#### EXERCISE BRIEF:
For the entries that follow, report how many lines include the word "Each" and add nothing.

┌─ EXERCISE INPUT

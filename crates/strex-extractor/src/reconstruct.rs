//! Statement reconstruction around a cue token
//!
//! A statement is assembled from the cue token's clause: the subject, the
//! governing verb in past tense, the cue itself and any prepositional
//! context. Each non-empty component is followed by one space, so a
//! statement ends with a trailing space.

use serde::{Deserialize, Serialize};
use strex_core::{DepLabel, Document, Inflector};

use crate::inflect::RuleInflector;
use crate::prepositions::PrepositionalPhraseCollector;
use crate::roles::CueRole;
use crate::subject::resolve_subject;

/// Why no statement was produced for a cue token
#[derive(Debug, Clone, Copy, PartialEq, Eq, Hash, Serialize, Deserialize)]
#[serde(rename_all = "snake_case")]
pub enum SkipReason {
    /// The preposition governing the cue does not hang off a verb
    IndirectAttachment,
    /// Neither the verb nor its head is past tense or past participle
    TenseNotCovered,
    /// Every component resolved to empty text
    EmptyStatement,
}

impl std::fmt::Display for SkipReason {
    fn fmt(&self, f: &mut std::fmt::Formatter<'_>) -> std::fmt::Result {
        match self {
            Self::IndirectAttachment => write!(f, "indirect attachment"),
            Self::TenseNotCovered => write!(f, "tense not covered"),
            Self::EmptyStatement => write!(f, "empty statement"),
        }
    }
}

/// Outcome of reconstructing one cue token
#[derive(Debug, Clone, PartialEq, Eq, Serialize, Deserialize)]
#[serde(rename_all = "snake_case")]
pub enum Reconstruction {
    Statement(String),
    Skipped(SkipReason),
}

impl Reconstruction {
    pub fn is_statement(&self) -> bool {
        matches!(self, Self::Statement(_))
    }

    /// Statement text, or an empty string when skipped
    pub fn as_text(&self) -> &str {
        match self {
            Self::Statement(text) => text,
            Self::Skipped(_) => "",
        }
    }

    pub fn into_statement(self) -> Option<String> {
        match self {
            Self::Statement(text) => Some(text),
            Self::Skipped(_) => None,
        }
    }

    pub fn skip_reason(&self) -> Option<SkipReason> {
        match self {
            Self::Statement(_) => None,
            Self::Skipped(reason) => Some(*reason),
        }
    }
}

/// Builds statement fragments for located cue tokens
#[derive(Debug, Clone)]
pub struct StatementReconstructor<I = RuleInflector> {
    inflector: I,
    prepositions: PrepositionalPhraseCollector,
}

impl StatementReconstructor<RuleInflector> {
    pub fn new() -> Self {
        Self::with_inflector(RuleInflector::new())
    }
}

impl Default for StatementReconstructor<RuleInflector> {
    fn default() -> Self {
        Self::new()
    }
}

impl<I: Inflector> StatementReconstructor<I> {
    pub fn with_inflector(inflector: I) -> Self {
        Self {
            inflector,
            prepositions: PrepositionalPhraseCollector::new(),
        }
    }

    pub fn with_prepositions(mut self, prepositions: PrepositionalPhraseCollector) -> Self {
        self.prepositions = prepositions;
        self
    }

    pub fn inflector(&self) -> &I {
        &self.inflector
    }

    /// Reconstruct the statement carried by the cue token at `token`
    pub fn reconstruct(&self, doc: &Document, token: usize, role: CueRole) -> Reconstruction {
        let is_prep_obj = role == CueRole::PrepositionalObject;

        let (verb, prep) = if is_prep_obj {
            let prep = doc.head(token);
            let verb = doc.head(prep);
            if !doc[verb].is_verb() {
                tracing::debug!(
                    token = %doc[token].text,
                    head = %doc[verb].text,
                    "Preposition is not attached to a verb"
                );
                return Reconstruction::Skipped(SkipReason::IndirectAttachment);
            }
            (verb, Some(prep))
        } else {
            (doc.head(token), None)
        };

        if !doc[verb].is_past() && !doc[doc.head(verb)].is_past() {
            tracing::debug!(
                token = %doc[token].text,
                verb = %doc[verb].text,
                "Sentence structure not covered"
            );
            return Reconstruction::Skipped(SkipReason::TenseNotCovered);
        }

        let subject = resolve_subject(doc, verb);
        let verb_text = if doc[verb].is_past_tense() {
            doc[verb].text.clone()
        } else {
            self.inflector.past_tense(&doc[verb])
        };
        let prep_info = self.prepositions.render(doc, token, verb);
        let cue = doc[token].text.as_str();

        let components: Vec<&str> = match prep {
            _ if doc[token].dep == DepLabel::NominalSubject => {
                vec![cue, verb_text.as_str(), prep_info.as_str()]
            }
            Some(prep) => {
                let object = doc
                    .rights(verb)
                    .iter()
                    .find(|&&child| doc[child].dep == DepLabel::DirectObject)
                    .map(|&child| doc[child].text.as_str())
                    .unwrap_or_default();
                vec![
                    subject.as_str(),
                    verb_text.as_str(),
                    object,
                    doc[prep].text.as_str(),
                    cue,
                    prep_info.as_str(),
                ]
            }
            None => vec![subject.as_str(), verb_text.as_str(), cue, prep_info.as_str()],
        };

        let statement = join_components(&components);
        if statement.is_empty() {
            Reconstruction::Skipped(SkipReason::EmptyStatement)
        } else {
            Reconstruction::Statement(statement)
        }
    }
}

/// Each non-empty component followed by a single space
fn join_components(components: &[&str]) -> String {
    let mut out = String::new();
    for component in components.iter().filter(|c| !c.is_empty()) {
        out.push_str(component);
        out.push(' ');
    }
    out
}

#[cfg(test)]
mod tests {
    use super::*;
    use proptest::prelude::*;
    use strex_core::{DocumentBuilder, Token};

    /// Jones extended his streak to 10 games.
    fn extended_streak() -> Document {
        DocumentBuilder::new()
            .sentence(&[
                ("Jones", "PROPN", "NNP", "nsubj", 1),
                ("extended", "VERB", "VBD", "ROOT", 1),
                ("his", "PRON", "PRP$", "poss", 3),
                ("streak", "NOUN", "NN", "dobj", 1),
                ("to", "ADP", "IN", "prep", 3),
                ("10", "NUM", "CD", "nummod", 6),
                ("games", "NOUN", "NNS", "pobj", 4),
                (".", "PUNCT", ".", "punct", 1),
            ])
            .build()
            .unwrap()
    }

    #[test]
    fn test_direct_object_statement() {
        let doc = extended_streak();
        let result = StatementReconstructor::new().reconstruct(&doc, 3, CueRole::DirectObjectLike);
        assert_eq!(
            result,
            Reconstruction::Statement("Jones extended streak to games ".to_string())
        );
    }

    #[test]
    fn test_preposition_attached_to_noun_is_skipped() {
        // They recalled the end of the streak.
        let doc = DocumentBuilder::new()
            .sentence(&[
                ("They", "PRON", "PRP", "nsubj", 1),
                ("recalled", "VERB", "VBD", "ROOT", 1),
                ("the end", "NOUN", "NN", "dobj", 1),
                ("of", "ADP", "IN", "prep", 2),
                ("the streak", "NOUN", "NN", "pobj", 3),
                (".", "PUNCT", ".", "punct", 1),
            ])
            .build()
            .unwrap();
        let result =
            StatementReconstructor::new().reconstruct(&doc, 4, CueRole::PrepositionalObject);
        assert_eq!(result, Reconstruction::Skipped(SkipReason::IndirectAttachment));
        assert_eq!(result.as_text(), "");
    }

    #[test]
    fn test_prepositional_object_template() {
        // Boston beat Miami for its 10th straight win at home.
        let doc = DocumentBuilder::new()
            .sentence(&[
                ("Boston", "PROPN", "NNP", "nsubj", 1),
                ("beat", "VERB", "VBD", "ROOT", 1),
                ("Miami", "PROPN", "NNP", "dobj", 1),
                ("for", "ADP", "IN", "prep", 1),
                ("its 10th straight win", "NOUN", "NN", "pobj", 3),
                ("at", "ADP", "IN", "prep", 1),
                ("home", "NOUN", "NN", "pobj", 5),
                (".", "PUNCT", ".", "punct", 1),
            ])
            .build()
            .unwrap();
        let result =
            StatementReconstructor::new().reconstruct(&doc, 4, CueRole::PrepositionalObject);
        assert_eq!(
            result.as_text(),
            "Boston beat Miami for its 10th straight win at home "
        );
    }

    #[test]
    fn test_subject_cue_template() {
        // The winning streak ended at Denver.
        let doc = DocumentBuilder::new()
            .sentence(&[
                ("The winning streak", "NOUN", "NN", "nsubj", 1),
                ("ended", "VERB", "VBD", "ROOT", 1),
                ("at", "ADP", "IN", "prep", 1),
                ("Denver", "PROPN", "NNP", "pobj", 2),
                (".", "PUNCT", ".", "punct", 1),
            ])
            .build()
            .unwrap();
        let result = StatementReconstructor::new().reconstruct(&doc, 0, CueRole::DirectObjectLike);
        assert_eq!(result.as_text(), "The winning streak ended at Denver ");
    }

    #[test]
    fn test_participle_is_inflected() {
        // The Nets have extended the streak.
        let doc = DocumentBuilder::new()
            .sentence(&[
                ("The Nets", "PROPN", "NNPS", "nsubj", 2),
                ("have", "AUX", "VBP", "aux", 2),
                ("extended", "VERB", "VBN", "ROOT", 2),
                ("the streak", "NOUN", "NN", "dobj", 2),
            ])
            .build()
            .unwrap();
        let result = StatementReconstructor::new().reconstruct(&doc, 3, CueRole::DirectObjectLike);
        assert_eq!(result.as_text(), "The Nets extended the streak ");
    }

    #[test]
    fn test_present_tense_is_not_covered() {
        // They extend the streak.
        let doc = DocumentBuilder::new()
            .sentence(&[
                ("They", "PRON", "PRP", "nsubj", 1),
                ("extend", "VERB", "VBP", "ROOT", 1),
                ("the streak", "NOUN", "NN", "dobj", 1),
            ])
            .build()
            .unwrap();
        let result = StatementReconstructor::new().reconstruct(&doc, 2, CueRole::DirectObjectLike);
        assert_eq!(result, Reconstruction::Skipped(SkipReason::TenseNotCovered));
    }

    struct Shouting;

    impl Inflector for Shouting {
        fn past_tense(&self, verb: &Token) -> String {
            format!("{}ED", verb.text.to_uppercase())
        }
    }

    #[test]
    fn test_custom_inflector_used_for_non_past_verb() {
        // Smith helped extend the streak.
        let doc = DocumentBuilder::new()
            .sentence(&[
                ("Smith", "PROPN", "NNP", "nsubj", 1),
                ("helped", "VERB", "VBD", "ROOT", 1),
                ("extend", "VERB", "VB", "xcomp", 1),
                ("the streak", "NOUN", "NN", "dobj", 2),
            ])
            .build()
            .unwrap();
        let result =
            StatementReconstructor::with_inflector(Shouting).reconstruct(&doc, 3, CueRole::DirectObjectLike);
        assert_eq!(result.as_text(), "Smith EXTENDED the streak ");
    }

    #[test]
    fn test_join_components() {
        assert_eq!(join_components(&["a", "", "b"]), "a b ");
        assert_eq!(join_components(&["", ""]), "");
    }

    fn tag() -> impl Strategy<Value = &'static str> {
        prop::sample::select(vec!["VBD", "VBN", "VB", "VBZ", "VBP", "NN"])
    }

    proptest! {
        #[test]
        fn prop_tense_guard(verb_tag in tag(), root_tag in tag()) {
            // Subject <- verb -> cue, verb hanging off a root verb
            let doc = DocumentBuilder::new()
                .sentence(&[
                    ("Fans", "NOUN", "NNS", "ROOT", 0),
                    ("Smith", "PROPN", "NNP", "nsubj", 2),
                    ("kept", "VERB", verb_tag, "relcl", 0),
                    ("the streak", "NOUN", "NN", "dobj", 2),
                ])
                .build()
                .unwrap();
            let doc = Document::new(
                doc.tokens()
                    .iter()
                    .cloned()
                    .enumerate()
                    .map(|(i, t)| if i == 0 { t.with_tag(root_tag) } else { t })
                    .collect(),
                doc.sentences().to_vec(),
            )
            .unwrap();

            let result = StatementReconstructor::new().reconstruct(&doc, 3, CueRole::DirectObjectLike);
            let covered = ["VBD", "VBN"].contains(&verb_tag) || ["VBD", "VBN"].contains(&root_tag);
            prop_assert_eq!(result.is_statement(), covered);
            if !covered {
                prop_assert_eq!(result.as_text(), "");
            }
        }

        #[test]
        fn prop_statement_ends_with_single_space(
            words in prop::collection::vec("[a-z]{1,6}", 4),
        ) {
            let doc = DocumentBuilder::new()
                .sentence(&[
                    (words[0].as_str(), "PROPN", "NNP", "nsubj", 1),
                    (words[1].as_str(), "VERB", "VBD", "ROOT", 1),
                    (words[2].as_str(), "NOUN", "NN", "dobj", 1),
                    ("at", "ADP", "IN", "prep", 1),
                    (words[3].as_str(), "NOUN", "NN", "pobj", 3),
                ])
                .build()
                .unwrap();
            let result = StatementReconstructor::new().reconstruct(&doc, 2, CueRole::DirectObjectLike);
            let text = result.as_text();
            prop_assert!(text.ends_with(' '));
            prop_assert!(!text.ends_with("  "));
            prop_assert!(!text.contains("  "));
        }
    }
}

└─

#### ANSWER TO THE PROBLEM:
2